World Class Heart Valve Surgery
Mount Sinai Heart is home to some of the most respected and innovative valve surgeons in the world. Surgery for congenital valve malformations in infants and children has major clinical and technical challenges. The valves are extremely small, there is a wide spectrum of abnormalities, and valve defects are sometimes associated with other heart abnormalities.
Until recently, damaged valves could be treated only by replacement using either a donor or mechanical valve. Today, there is a trend toward repairing rather than replacing valves.

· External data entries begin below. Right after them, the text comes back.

//! Control panel form state: target host, API version, layer, version and
//! the geometry to submit.

use crate::catalog::{Catalog, GeometryPresets};
use crate::geometry::{Geometry, LngLat};
use crate::submission::{ApiVersion, SubmissionRequest};

#[derive(Clone, Debug, Default, PartialEq, Eq)]
pub enum GeometryChoice {
    #[default]
    Custom,
    Preset(String),
}

/// Polygon offered when the server has no presets.
pub fn fallback_geometry() -> Geometry {
    Geometry::Polygon(vec![vec![
        LngLat(177.66712, -38.97675),
        LngLat(177.70420, -38.97675),
        LngLat(177.70420, -38.95206),
        LngLat(177.66712, -38.95206),
        LngLat(177.66712, -38.97675),
    ]])
}

#[derive(Clone, Debug, Default)]
pub struct ControlPanel {
    host: String,
    api: ApiVersion,
    layer: Option<String>,
    version: Option<String>,
    choice: GeometryChoice,
    custom_geometry: String,
    catalog: Catalog,
    presets: GeometryPresets,
}

impl ControlPanel {
    pub fn new(host: impl Into<String>, api: ApiVersion) -> Self {
        Self {
            host: host.into(),
            api,
            ..Self::default()
        }
    }

    pub fn host(&self) -> &str {
        &self.host
    }

    pub fn set_host(&mut self, host: impl Into<String>) {
        self.host = host.into();
    }

    pub fn api(&self) -> ApiVersion {
        self.api
    }

    pub fn set_api(&mut self, api: ApiVersion) {
        self.api = api;
    }

    pub fn catalog_url(&self) -> String {
        self.api.catalog_url(&self.host)
    }

    pub fn catalog(&self) -> &Catalog {
        &self.catalog
    }

    pub fn presets(&self) -> &GeometryPresets {
        &self.presets
    }

    pub fn layer(&self) -> Option<&str> {
        self.layer.as_deref()
    }

    pub fn version(&self) -> Option<&str> {
        self.version.as_deref()
    }

    /// Versions of the selected layer, oldest first.
    pub fn versions(&self) -> &[String] {
        match self.layer.as_deref() {
            Some(layer) => self.catalog.versions(layer),
            None => &[],
        }
    }

    /// Select a layer and its newest version.
    pub fn select_layer(&mut self, layer: &str) {
        self.layer = Some(layer.to_string());
        self.version = self.catalog.versions(layer).last().cloned();
    }

    pub fn select_version(&mut self, version: &str) {
        self.version = Some(version.to_string());
    }

    /// Replace the catalog and pick the first layer that has versions.
    pub fn apply_catalog(&mut self, catalog: Catalog) {
        self.catalog = catalog;
        self.layer = None;
        self.version = None;
        if let Some(layer) = self.catalog.default_layer().map(str::to_string) {
            self.select_layer(&layer);
        }
    }

    /// Replace the presets and seed the custom text with the first one.
    pub fn apply_presets(&mut self, presets: GeometryPresets) {
        self.presets = presets;
        let seed = match self.presets.first() {
            Some((_, geometry)) => geometry.to_json(),
            None => fallback_geometry().to_json(),
        };
        if let Ok(text) = seed {
            self.custom_geometry = text;
        }
    }

    pub fn choice(&self) -> &GeometryChoice {
        &self.choice
    }

    pub fn select_geometry(&mut self, choice: GeometryChoice) {
        self.choice = choice;
    }

    pub fn custom_geometry(&self) -> &str {
        &self.custom_geometry
    }

    pub fn set_custom_geometry(&mut self, text: impl Into<String>) {
        self.custom_geometry = text.into();
    }

    /// Put a freshly drawn geometry into the custom text box.
    pub fn use_drawn_geometry(&mut self, geometry: &Geometry) {
        if let Ok(text) = geometry.to_json() {
            self.custom_geometry = text;
            self.choice = GeometryChoice::Custom;
        }
    }

    /// Text that would be submitted right now.
    pub fn geometry_text(&self) -> String {
        match &self.choice {
            GeometryChoice::Custom => self.custom_geometry.clone(),
            GeometryChoice::Preset(name) => self
                .presets
                .get(name)
                .and_then(|geometry| geometry.to_json().ok())
                .unwrap_or_default(),
        }
    }

    pub fn submit_ready(&self) -> bool {
        let filled = |value: Option<&str>| value.is_some_and(|v| !v.trim().is_empty());
        filled(self.layer()) && filled(self.version()) && !self.geometry_text().trim().is_empty()
    }

    pub fn build_request(&self) -> SubmissionRequest {
        SubmissionRequest {
            host: self.host.clone(),
            layer: self.layer.clone().unwrap_or_default(),
            version: self.version.clone().unwrap_or_default(),
            geometry: self.geometry_text(),
            api: self.api,
        }
    }
}

#[cfg(test)]
mod tests {
    use serde_json::json;

    use super::*;
    use crate::geometry::parse_user_geometry;

    fn catalog() -> Catalog {
        Catalog::from_value(json!({
            "landcover": {"versions": []},
            "ndvi": {"versions": ["2018", "2019", "2020"]},
        }))
        .unwrap()
    }

    #[test]
    fn catalog_selects_first_layer_with_newest_version() {
        let mut panel = ControlPanel::new("http://x", ApiVersion::V2);
        panel.apply_catalog(catalog());
        assert_eq!(panel.layer(), Some("ndvi"));
        assert_eq!(panel.version(), Some("2020"));
        assert_eq!(panel.versions().len(), 3);
    }

    #[test]
    fn selecting_empty_layer_clears_version() {
        let mut panel = ControlPanel::new("http://x", ApiVersion::V2);
        panel.apply_catalog(catalog());
        panel.select_layer("landcover");
        assert_eq!(panel.version(), None);
        assert!(!panel.submit_ready());
    }

    #[test]
    fn no_presets_seeds_fallback_polygon() {
        let mut panel = ControlPanel::new("http://x", ApiVersion::V2);
        panel.apply_presets(GeometryPresets::default());
        assert_eq!(
            parse_user_geometry(panel.custom_geometry()).unwrap(),
            fallback_geometry()
        );
    }

    #[test]
    fn preset_choice_submits_preset_text() {
        let point = Geometry::Point(LngLat(178.0, -38.6));
        let mut panel = ControlPanel::new("http://x", ApiVersion::V1);
        panel.apply_catalog(catalog());
        panel.apply_presets(GeometryPresets::new(vec![("gisborne".into(), point.clone())]));
        panel.set_custom_geometry("");
        panel.select_geometry(GeometryChoice::Preset("gisborne".into()));

        assert!(panel.submit_ready());
        let request = panel.build_request();
        assert_eq!(parse_user_geometry(&request.geometry).unwrap(), point);
        assert_eq!(request.layer, "ndvi");
        assert_eq!(request.api, ApiVersion::V1);
    }

    #[test]
    fn drawn_geometry_becomes_custom_text() {
        let mut panel = ControlPanel::new("http://x", ApiVersion::V2);
        panel.select_geometry(GeometryChoice::Preset("gone".into()));
        assert_eq!(panel.geometry_text(), "");

        let point = Geometry::Point(LngLat(1.0, 2.0));
        panel.use_drawn_geometry(&point);
        assert_eq!(panel.choice(), &GeometryChoice::Custom);
        assert_eq!(parse_user_geometry(&panel.geometry_text()).unwrap(), point);
    }
}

David H. Adams, MD, Professor and Chair of Cardiothoracic Surgery and Director of the Mitral Valve Program at Mount Sinai Heart, has an international reputation as an authority on valve repair. He has an outstanding success rate and an unparalleled performance record in achieving durable repair.
Dr. Adams's groundbreaking techniques and inventions have been adopted by surgeons around the world. Dr. Adams has collaborated with Dr. Khanh Nguyen to operate on adolescents and young adults in need of valve repairs.
Paul Stelzer, MD, Professor of Cardiothoracic Surgery, is one of only a handful of physicians in the world who have performed more than 450 Ross procedures, including some in older adolescents. The Ross procedure removes the diseased aortic valve and replaces it with the patient's own healthy pulmonary valve, which is anatomically very similar.
The procedure is designed to be a long-term solution for younger, active patients with aortic valve disease, making it ideal for children. Very young patients whose hearts have not yet grown to adult size can be treated with balloon valvuloplasty until their valves are a suitable size, usually around the age of 10.